O maior desafio, diz ela, é “transformar planos em ações. É difícil mudar sua cultura atual de trabalho ou consumo. Outro desafio é aumentar a consciência política sobre o apoio a bens e serviços imateriais, como a cultura e a arte, como parte da política climática global.”

Segundo Charles Gil, que produz turnês internacionais e dirige o festival Raahe Jazz on the Beach, “há mais conscientização sobre o tema, mas ainda há muito a melhorar na prática”.

Biciletas, ônibus e trens

Um homem de camisa preta está olhando para a câmera por trás de um piano de cauda aberto, com as cordas dentro do piano visíveis.

O renomado tecladista de jazz Kari Ikonen está experimentando turnês que usam como transportes apenas bicicletas, ônibus e trens.
Foto de : Tanja Ahola

Gil defende o “passeio lento” de navio e trem sempre que possível. Isso não só reduz as emissões, mas também diminui os níveis de stress dos músicos, algo de que o público também se beneficia. Gil também não traz mais artistas estrangeiros à Finlândia para shows pontuais.

“Para o festival Raahe, só contratamos artistas estrangeiros que estejam em digressão pela Finlândia”, diz ele. “É mais desafiador, mas a motivação fica mais forte para se conseguir mais shows em outros lugares para artistas visitantes que você realmente deseja.”

Em 2022, com o apoio de Gil, o aclamado tecladista Kari Ikonen fez uma “Tour Europeia de Piano Solo Zero-CO₂ sem vôo” com duração de um mês, com 14 shows em cinco países, viajando principalmente de trem.
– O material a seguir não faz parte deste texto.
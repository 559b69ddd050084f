//! Persisted progress sets (downloaded files, processed files).
//!
//! Each store owns one location and holds a set of file keys. The set is
//! written as a JSON array of strings. Writes go to a sibling temp file that is
//! fsynced and then renamed over the target, so a crash leaves either the old
//! or the new set on disk.

use crate::error::{EtlError, Result};
use std::collections::BTreeSet;
use std::fs::{self, File};
use std::io::{ErrorKind, Write};
use std::path::{Path, PathBuf};
use std::sync::Mutex;
use tracing::debug;

pub type CheckpointSet = BTreeSet<String>;

/// Load/save contract for one progress set. Any error is fatal to the run.
pub trait MetadataStore: Send + Sync {
    /// Empty set when nothing has been persisted yet.
    fn load(&self) -> Result<CheckpointSet>;

    fn save(&self, set: &CheckpointSet) -> Result<()>;

    /// Human-readable location for logs.
    fn location(&self) -> String;

    /// Load, insert, save. Returns whether the key was new.
    fn record(&self, key: &str) -> Result<bool> {
        let mut set = self.load()?;
        let inserted = set.insert(key.to_string());
        if inserted {
            self.save(&set)?;
        }
        Ok(inserted)
    }
}

/// JSON file on local disk.
#[derive(Debug, Clone)]
pub struct JsonFileStore {
    path: PathBuf,
}

impl JsonFileStore {
    pub fn new(path: impl Into<PathBuf>) -> Self {
        Self { path: path.into() }
    }

    pub fn path(&self) -> &Path {
        &self.path
    }

    fn fail(&self, source: std::io::Error) -> EtlError {
        EtlError::Checkpoint { path: self.path.clone(), source }
    }

    fn temp_path(&self) -> PathBuf {
        let name = self
            .path
            .file_name()
            .map(|n| n.to_string_lossy().to_string())
            .unwrap_or_else(|| "checkpoint".to_string());
        self.path.with_file_name(format!(".{name}.tmp"))
    }
}

impl MetadataStore for JsonFileStore {
    fn load(&self) -> Result<CheckpointSet> {
        let bytes = match fs::read(&self.path) {
            Ok(b) => b,
            Err(e) if e.kind() == ErrorKind::NotFound => return Ok(CheckpointSet::new()),
            Err(e) => return Err(self.fail(e)),
        };
        let keys: Vec<String> = serde_json::from_slice(&bytes)
            .map_err(|e| self.fail(std::io::Error::new(ErrorKind::InvalidData, e)))?;
        Ok(keys.into_iter().collect())
    }

    fn save(&self, set: &CheckpointSet) -> Result<()> {
        if let Some(parent) = self.path.parent() {
            if !parent.as_os_str().is_empty() {
                fs::create_dir_all(parent).map_err(|e| self.fail(e))?;
            }
        }
        let keys: Vec<&String> = set.iter().collect();
        let body = serde_json::to_vec(&keys)
            .map_err(|e| self.fail(std::io::Error::new(ErrorKind::InvalidData, e)))?;

        let tmp = self.temp_path();
        let mut file = File::create(&tmp).map_err(|e| self.fail(e))?;
        file.write_all(&body).map_err(|e| self.fail(e))?;
        file.sync_all().map_err(|e| self.fail(e))?;
        drop(file);
        fs::rename(&tmp, &self.path).map_err(|e| self.fail(e))?;

        debug!(path = %self.path.display(), entries = set.len(), "Checkpoint saved");
        Ok(())
    }

    fn location(&self) -> String {
        self.path.display().to_string()
    }
}

/// In-process store for tests and dry runs.
#[derive(Debug, Default)]
pub struct InMemoryStore {
    name: String,
    set: Mutex<CheckpointSet>,
    saves: Mutex<usize>,
}

impl InMemoryStore {
    pub fn new(name: &str) -> Self {
        Self { name: name.to_string(), ..Default::default() }
    }

    pub fn with_keys<I, S>(name: &str, keys: I) -> Self
    where
        I: IntoIterator<Item = S>,
        S: Into<String>,
    {
        let store = Self::new(name);
        *store.set.lock().unwrap_or_else(|p| p.into_inner()) = keys.into_iter().map(Into::into).collect();
        store
    }

    /// Number of `save` calls observed.
    pub fn save_count(&self) -> usize {
        *self.saves.lock().unwrap_or_else(|p| p.into_inner())
    }
}

impl MetadataStore for InMemoryStore {
    fn load(&self) -> Result<CheckpointSet> {
        Ok(self.set.lock().unwrap_or_else(|p| p.into_inner()).clone())
    }

    fn save(&self, set: &CheckpointSet) -> Result<()> {
        *self.set.lock().unwrap_or_else(|p| p.into_inner()) = set.clone();
        *self.saves.lock().unwrap_or_else(|p| p.into_inner()) += 1;
        Ok(())
    }

    fn location(&self) -> String {
        format!("memory:{}", self.name)
    }
}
Sua viagem aos países bálticos em 2024 inclui trem, ônibus e bicicleta elétrica.

Ikonen fez experiências com passeios de bicicleta pela região de Uusimaa, no sul da Finlândia, no outono de 2020, quando as restrições da Covid mantinham o público pequeno. “Essa turnê foi muito divertida e atraiu a atenção da mídia local”, diz ele. “Tive sorte com o tempo – só tive que pendurar minhas roupas para secar nos bastidores uma vez.”